WHEN: Thursday September 25th from 1:00 to 3:00 p.m.
WHERE: Royal City Curling Club, 75 East 6th Avenue, New Westminster
FREE ATTENDANCE FOR CARP MEMBERS AND GUESTS
COFFEE, TEA AND LIGHT REFRESHMENTS PROVIDED
CARP strongly supports age-friendly communities meeting the standards established by the World Health Organization. It is one of North Fraser Chapter’s key advocacy issues. Age-friendly communities are an integral part of A Canada that Works for All.
If you have followed Dr. Kershaw’s media statements you might not agree with all he says but you will find his presentation stimulating and thought-provoking. And . . . you will have an opportunity to ask him questions.

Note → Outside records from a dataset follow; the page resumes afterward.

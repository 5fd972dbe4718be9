use log::debug;

use super::*;
use crate::rng;

/// Randomized searches tried before falling back to the snake path.
pub const MAX_ATTEMPTS: u64 = 10;

/// Cells pushed during one randomized search before it is abandoned.
pub const MAX_STEPS_PER_ATTEMPT: usize = 50_000;

/// Search frame: a cell on the path and the directions still to try from it.
#[derive(Debug)]
struct Frame {
    coords: Coord2,
    directions: [Direction; 4],
    next: usize,
}

impl Frame {
    fn new(coords: Coord2, seed: Seed) -> Self {
        let mut directions = Direction::ALL;
        rng::shuffle(&mut directions, seed);
        Self {
            coords,
            directions,
            next: 0,
        }
    }

    fn next_direction(&mut self) -> Option<Direction> {
        let direction = self.directions.get(self.next).copied();
        self.next += 1;
        direction
    }
}

/// Builds a path visiting every cell of a `size x size` grid exactly once.
///
/// Tries up to [`MAX_ATTEMPTS`] randomized depth-first searches, perturbing the seed by the
/// attempt index, and falls back to [`snake_path`] when none completes. Both results are valid
/// full covers.
pub fn build_hamiltonian_path(size: Coord, seed: Seed) -> Vec<Coord2> {
    for attempt in 0..MAX_ATTEMPTS {
        if let Some(path) = search_path(size, rng::offset(seed, attempt)) {
            debug!("Hamiltonian path found on attempt {attempt} for seed {seed}");
            return path;
        }
    }

    debug!(
        "No Hamiltonian path found for {size}x{size} grid with seed {seed} after {MAX_ATTEMPTS} attempts, using snake path"
    );
    snake_path(size)
}

/// One randomized depth-first search using an explicit stack.
fn search_path(size: Coord, seed: Seed) -> Option<Vec<Coord2>> {
    let total = usize::from(size) * usize::from(size);
    let max_coord = i64::from(size) - 1;
    let start = (
        rng::next_int(0, max_coord, seed) as Coord,
        rng::next_int(0, max_coord, rng::offset(seed, 1)) as Coord,
    );

    let mut on_path: Array2<bool> = Array2::default((size, size).to_nd_index());
    let mut path = Vec::with_capacity(total);
    let mut stack = Vec::with_capacity(total);

    path.push(start);
    on_path[start.to_nd_index()] = true;
    stack.push(Frame::new(start, rng::offset(seed, 1)));

    let mut steps = 0;
    while let Some(frame) = stack.last_mut() {
        if path.len() == total {
            return Some(path);
        }

        let Some(direction) = frame.next_direction() else {
            // dead end
            stack.pop();
            if let Some(coords) = path.pop() {
                on_path[coords.to_nd_index()] = false;
            }
            continue;
        };

        let Some(next) = direction.step(frame.coords, size) else {
            continue;
        };
        if on_path[next.to_nd_index()] {
            continue;
        }

        steps += 1;
        if steps > MAX_STEPS_PER_ATTEMPT {
            return None;
        }

        path.push(next);
        on_path[next.to_nd_index()] = true;
        stack.push(Frame::new(next, rng::offset(seed, path.len() as u64)));
    }

    None
}

/// Boustrophedon cover: row 0 left to right, row 1 right to left, and so on.
pub fn snake_path(size: Coord) -> Vec<Coord2> {
    (0..size)
        .flat_map(|row| {
            let cols: Box<dyn Iterator<Item = Coord>> = if row % 2 == 0 {
                Box::new(0..size)
            } else {
                Box::new((0..size).rev())
            };
            cols.map(move |col| (row, col))
        })
        .collect()
}

/// Whether `path` covers each cell of a `size x size` grid exactly once with orthogonal steps.
pub fn is_hamiltonian(path: &[Coord2], size: Coord) -> bool {
    let total = usize::from(size) * usize::from(size);
    if path.len() != total {
        return false;
    }

    let mut seen: Array2<bool> = Array2::default((size, size).to_nd_index());
    for &coords in path {
        if coords.0 >= size || coords.1 >= size {
            return false;
        }
        let cell = &mut seen[coords.to_nd_index()];
        if *cell {
            return false;
        }
        *cell = true;
    }

    path.windows(2).all(|pair| is_adjacent(pair[0], pair[1]))
}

RSVP: [email protected] or telephone Bruce Bird at 778-284-1189.
This is your opportunity to introduce your friends to CARP and invite them to join CARP’s “March to a Million”. Special discounted membership rates and free copies of Zoomer magazine available at meeting.
Dr. Paul Kershaw is the Founder of the Gen Squeeze campaign. He is a farmer morning and night. By day, he is a University of British Columbia professor, public speaker, volunteer, and regular media contributor. Kershaw is one of Canada’s top thinkers about generational equity with Canadian Family magazine describing him as “the ‘Generation Squeeze’ guru”. Twice the Canadian Political Science Association has awarded Kershaw national prizes for his research. “Armed with a laptop and a raft of statistics”, the Vancouver Province describes Kershaw as ” a one-man road show trying to change BC one talk at a time”. He brings that commitment to all provinces in support of a Canada that works for all generations. At the University of British Columbia, Kershaw is faculty member of the Human Early Learning Partnership in the School of Population and Public Health.